All this exquisite identity of daily life had ended eight years ago.
Catullus felt the weight of his twenty-six years when he realised that
ever since he and Valerius had ceased to be boys they had lived apart,
save for the occasional weeks of a soldier's furloughs. Their outward
paths had certainly diverged very widely. He had chosen literature and
Valerius the army. In politics they had fallen equally far apart, Catullus
following Cicero in allegiance to the constitution and the senate,
Valerius continuing his father's friendship for Caesar and faith in the
new democratic ideal. Different friendships followed upon different
pursuits, and divergent mental characteristics became intensified.
Catullus grew more untamed in the pursuit of an untrammelled

individual life, subversive of accepted standards, rich in emotional
incident and sensuous perception. His adherence to the old political
order was at bottom due to an aesthetic conviction that democracy was
vulgar. To Valerius, on the contrary, the Republic was the chief
concern and Caesar its saviour from fraud and greed. As the years
passed he became more and more absorbed in his country's service at
the cost of his own inclinations. Gravity and reserve grew upon him
and the sacrifice of inherited moral standards to the claims of
intellectual freedom would to him have been abhorrent.
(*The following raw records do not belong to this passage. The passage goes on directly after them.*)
//! mpv JSON IPC wire format.
//!
//! Requests are `{"command": [...]}` followed by a newline. The player answers
//! with one `{"error": "...", "data": ...}` object per request but may
//! interleave asynchronous `{"event": ...}` lines, which callers skip.

use serde::{Deserialize, Serialize};
use serde_json::{Value, json};

/// Properties polled for the progress bar.
#[derive(Debug, Copy, Clone, PartialEq, Eq)]
pub enum Property {
    TimePos,
    Duration,
}

impl Property {
    pub fn name(self) -> &'static str {
        match self {
            Self::TimePos => "time-pos",
            Self::Duration => "duration",
        }
    }
}

/// The commands this application sends to the player.
#[derive(Debug, Clone, PartialEq, Eq)]
pub enum Command {
    CyclePause,
    /// Relative seek in seconds.
    Seek(i32),
    SetVolume(u8),
    GetProperty(Property),
    /// Ask the player to write its resume position to the watch-later dir.
    WriteWatchLater,
    /// Graceful exit. With `--save-position-on-quit` this also saves the
    /// resume position.
    Quit,
}

impl Command {
    pub fn args(&self) -> Vec<Value> {
        match self {
            Self::CyclePause => vec![json!("cycle"), json!("pause")],
            Self::Seek(secs) => vec![json!("seek"), json!(secs)],
            Self::SetVolume(v) => vec![json!("set_property"), json!("volume"), json!(v)],
            Self::GetProperty(p) => vec![json!("get_property"), json!(p.name())],
            Self::WriteWatchLater => vec![json!("write-watch-later-config")],
            Self::Quit => vec![json!("quit")],
        }
    }

    /// Serialize as a newline-terminated request envelope.
    pub fn to_line(&self) -> Result<String, serde_json::Error> {
        #[derive(Serialize)]
        struct Envelope {
            command: Vec<Value>,
        }

        let mut line = serde_json::to_string(&Envelope {
            command: self.args(),
        })?;
        line.push('\n');
        Ok(line)
    }
}

/// A reply to a single request.
#[derive(Debug, Clone, PartialEq, Deserialize)]
pub struct Response {
    pub error: String,
    #[serde(default)]
    pub data: Option<Value>,
}

impl Response {
    #[cfg(test)]
    pub fn success(data: Option<Value>) -> Self {
        Self {
            error: "success".to_string(),
            data,
        }
    }

    pub fn is_success(&self) -> bool {
        self.error == "success"
    }

    /// The numeric payload, if there is one.
    pub fn as_f64(&self) -> Option<f64> {
        self.data.as_ref().and_then(Value::as_f64)
    }
}

/// Parse one line read from the socket.
///
/// Returns `Ok(None)` for event notifications and anything else that is not
/// a reply.
pub fn parse_line(line: &str) -> Result<Option<Response>, serde_json::Error> {
    let value: Value = serde_json::from_str(line.trim())?;
    if value.get("error").is_none() || value.get("event").is_some() {
        return Ok(None);
    }
    serde_json::from_value(value).map(Some)
}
And yet there had not been even one day in these eight years when
Catullus had felt that he and his brother were not as close to each other
as in the old Verona days. He had lived constantly with his friends and
rarely with his brother, but below even such friendships as those with
Caelius and Calvus, Nepos and Cornificius lay the bond of brotherhood.
In view of their lives this bond had seemed to Catullus as
incomprehensible as it was unbreakable. And he had often
wondered--he wondered now as he lay under the ash tree and listened
to the wind--whether it had had its origin in some urgent determination
of his mother who had brooded over them both.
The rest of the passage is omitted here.